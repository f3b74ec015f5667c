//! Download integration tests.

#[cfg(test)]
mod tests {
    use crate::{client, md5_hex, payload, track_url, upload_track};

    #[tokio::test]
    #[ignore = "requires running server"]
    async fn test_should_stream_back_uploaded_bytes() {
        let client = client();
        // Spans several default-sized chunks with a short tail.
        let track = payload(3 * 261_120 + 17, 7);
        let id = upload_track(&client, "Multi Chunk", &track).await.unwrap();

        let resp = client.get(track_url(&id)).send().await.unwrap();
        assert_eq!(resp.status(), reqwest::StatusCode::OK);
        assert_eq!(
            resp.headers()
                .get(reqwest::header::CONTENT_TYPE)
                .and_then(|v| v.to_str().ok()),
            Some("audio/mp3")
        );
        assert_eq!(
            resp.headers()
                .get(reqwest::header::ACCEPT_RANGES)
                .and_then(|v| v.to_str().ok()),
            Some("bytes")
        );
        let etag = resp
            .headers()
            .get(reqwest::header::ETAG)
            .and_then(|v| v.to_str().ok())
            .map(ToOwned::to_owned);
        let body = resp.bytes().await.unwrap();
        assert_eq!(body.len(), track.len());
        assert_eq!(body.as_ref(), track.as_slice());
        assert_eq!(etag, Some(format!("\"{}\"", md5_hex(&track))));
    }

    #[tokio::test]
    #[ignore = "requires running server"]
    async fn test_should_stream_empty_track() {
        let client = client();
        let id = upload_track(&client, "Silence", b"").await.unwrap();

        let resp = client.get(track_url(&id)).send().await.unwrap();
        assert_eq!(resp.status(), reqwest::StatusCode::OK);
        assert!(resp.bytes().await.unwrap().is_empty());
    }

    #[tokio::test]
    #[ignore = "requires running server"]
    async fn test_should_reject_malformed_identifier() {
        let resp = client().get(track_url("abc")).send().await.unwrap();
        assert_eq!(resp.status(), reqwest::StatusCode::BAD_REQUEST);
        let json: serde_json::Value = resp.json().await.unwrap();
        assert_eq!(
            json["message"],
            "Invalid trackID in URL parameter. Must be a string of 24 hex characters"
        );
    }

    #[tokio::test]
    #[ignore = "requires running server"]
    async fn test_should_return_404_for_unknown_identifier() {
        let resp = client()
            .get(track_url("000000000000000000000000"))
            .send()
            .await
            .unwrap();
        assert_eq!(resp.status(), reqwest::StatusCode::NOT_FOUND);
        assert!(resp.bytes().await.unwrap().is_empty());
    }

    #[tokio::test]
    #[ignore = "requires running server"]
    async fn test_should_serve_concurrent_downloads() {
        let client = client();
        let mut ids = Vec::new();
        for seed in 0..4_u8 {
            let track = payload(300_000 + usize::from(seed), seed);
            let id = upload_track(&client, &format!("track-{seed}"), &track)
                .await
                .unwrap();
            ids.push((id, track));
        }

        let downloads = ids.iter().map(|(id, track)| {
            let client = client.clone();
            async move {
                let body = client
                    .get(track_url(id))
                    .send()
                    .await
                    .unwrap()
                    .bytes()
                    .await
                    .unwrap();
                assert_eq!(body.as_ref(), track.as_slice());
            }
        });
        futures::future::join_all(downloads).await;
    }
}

------------------------

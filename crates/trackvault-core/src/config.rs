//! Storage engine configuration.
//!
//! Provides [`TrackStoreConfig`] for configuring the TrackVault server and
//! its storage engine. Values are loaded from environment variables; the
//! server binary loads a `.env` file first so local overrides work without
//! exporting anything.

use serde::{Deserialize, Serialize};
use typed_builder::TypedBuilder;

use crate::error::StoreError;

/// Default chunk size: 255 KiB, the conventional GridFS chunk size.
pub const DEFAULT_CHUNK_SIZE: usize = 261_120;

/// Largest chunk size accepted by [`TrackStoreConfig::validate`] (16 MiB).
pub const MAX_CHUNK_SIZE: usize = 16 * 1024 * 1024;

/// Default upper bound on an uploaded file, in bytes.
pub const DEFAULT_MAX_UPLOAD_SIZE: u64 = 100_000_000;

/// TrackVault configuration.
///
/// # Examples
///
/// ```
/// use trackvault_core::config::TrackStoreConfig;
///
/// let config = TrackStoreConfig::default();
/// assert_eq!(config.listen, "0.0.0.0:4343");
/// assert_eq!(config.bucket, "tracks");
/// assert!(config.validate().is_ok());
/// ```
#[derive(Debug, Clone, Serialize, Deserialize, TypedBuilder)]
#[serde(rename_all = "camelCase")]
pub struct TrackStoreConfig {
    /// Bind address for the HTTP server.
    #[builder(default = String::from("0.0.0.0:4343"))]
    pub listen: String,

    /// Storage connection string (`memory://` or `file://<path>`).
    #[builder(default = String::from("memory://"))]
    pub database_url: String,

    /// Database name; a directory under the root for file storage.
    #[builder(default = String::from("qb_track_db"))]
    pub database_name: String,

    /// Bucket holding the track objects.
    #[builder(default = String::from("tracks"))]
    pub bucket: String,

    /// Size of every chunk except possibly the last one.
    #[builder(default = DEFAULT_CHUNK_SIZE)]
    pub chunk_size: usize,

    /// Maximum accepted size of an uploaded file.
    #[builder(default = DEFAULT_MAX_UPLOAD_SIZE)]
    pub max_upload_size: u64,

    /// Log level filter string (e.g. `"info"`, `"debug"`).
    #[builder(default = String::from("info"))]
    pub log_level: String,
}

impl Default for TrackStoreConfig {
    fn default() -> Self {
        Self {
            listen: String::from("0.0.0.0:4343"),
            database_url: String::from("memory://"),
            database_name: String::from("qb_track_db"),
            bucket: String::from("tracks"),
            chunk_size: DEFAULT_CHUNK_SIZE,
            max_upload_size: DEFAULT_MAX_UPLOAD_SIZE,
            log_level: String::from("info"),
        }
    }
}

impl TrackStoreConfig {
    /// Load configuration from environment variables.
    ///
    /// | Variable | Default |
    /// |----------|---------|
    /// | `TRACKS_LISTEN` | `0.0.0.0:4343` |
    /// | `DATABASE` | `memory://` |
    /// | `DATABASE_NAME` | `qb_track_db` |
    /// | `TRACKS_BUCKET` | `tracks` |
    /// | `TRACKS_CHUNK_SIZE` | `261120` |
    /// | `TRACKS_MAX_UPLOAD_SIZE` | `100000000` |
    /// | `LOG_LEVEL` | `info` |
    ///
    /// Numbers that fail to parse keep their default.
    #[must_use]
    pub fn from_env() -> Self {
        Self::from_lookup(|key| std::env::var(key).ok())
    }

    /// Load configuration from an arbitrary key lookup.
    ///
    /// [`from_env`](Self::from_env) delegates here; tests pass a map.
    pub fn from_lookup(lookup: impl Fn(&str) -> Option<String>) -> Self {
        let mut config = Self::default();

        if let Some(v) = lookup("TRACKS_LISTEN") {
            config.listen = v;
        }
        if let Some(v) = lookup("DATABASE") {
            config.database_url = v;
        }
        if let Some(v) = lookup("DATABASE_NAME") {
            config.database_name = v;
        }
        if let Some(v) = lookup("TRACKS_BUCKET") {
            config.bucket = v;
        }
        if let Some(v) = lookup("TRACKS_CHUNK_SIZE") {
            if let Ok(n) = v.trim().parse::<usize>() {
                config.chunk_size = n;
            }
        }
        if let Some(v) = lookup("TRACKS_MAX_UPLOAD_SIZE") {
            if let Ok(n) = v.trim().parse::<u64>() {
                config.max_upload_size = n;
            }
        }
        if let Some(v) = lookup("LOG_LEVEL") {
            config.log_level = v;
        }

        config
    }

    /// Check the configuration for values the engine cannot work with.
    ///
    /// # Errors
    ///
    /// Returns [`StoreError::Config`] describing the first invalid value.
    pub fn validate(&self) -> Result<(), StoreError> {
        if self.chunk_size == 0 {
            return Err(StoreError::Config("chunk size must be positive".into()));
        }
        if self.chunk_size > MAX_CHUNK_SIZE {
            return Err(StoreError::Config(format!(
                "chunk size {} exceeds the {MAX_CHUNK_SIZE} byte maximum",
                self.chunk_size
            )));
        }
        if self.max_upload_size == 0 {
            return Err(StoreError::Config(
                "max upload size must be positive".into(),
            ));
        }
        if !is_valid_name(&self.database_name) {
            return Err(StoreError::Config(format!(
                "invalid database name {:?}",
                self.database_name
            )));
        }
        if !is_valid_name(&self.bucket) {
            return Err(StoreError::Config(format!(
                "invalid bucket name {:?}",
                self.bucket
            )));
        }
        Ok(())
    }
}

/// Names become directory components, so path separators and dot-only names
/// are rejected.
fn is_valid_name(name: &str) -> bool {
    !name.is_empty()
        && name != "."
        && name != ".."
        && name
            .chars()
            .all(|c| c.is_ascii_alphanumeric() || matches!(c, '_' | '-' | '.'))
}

------------------------

## About this exercise
State how many lines of the listing include "TypedBuilder", and write nothing else.

## Your solution
2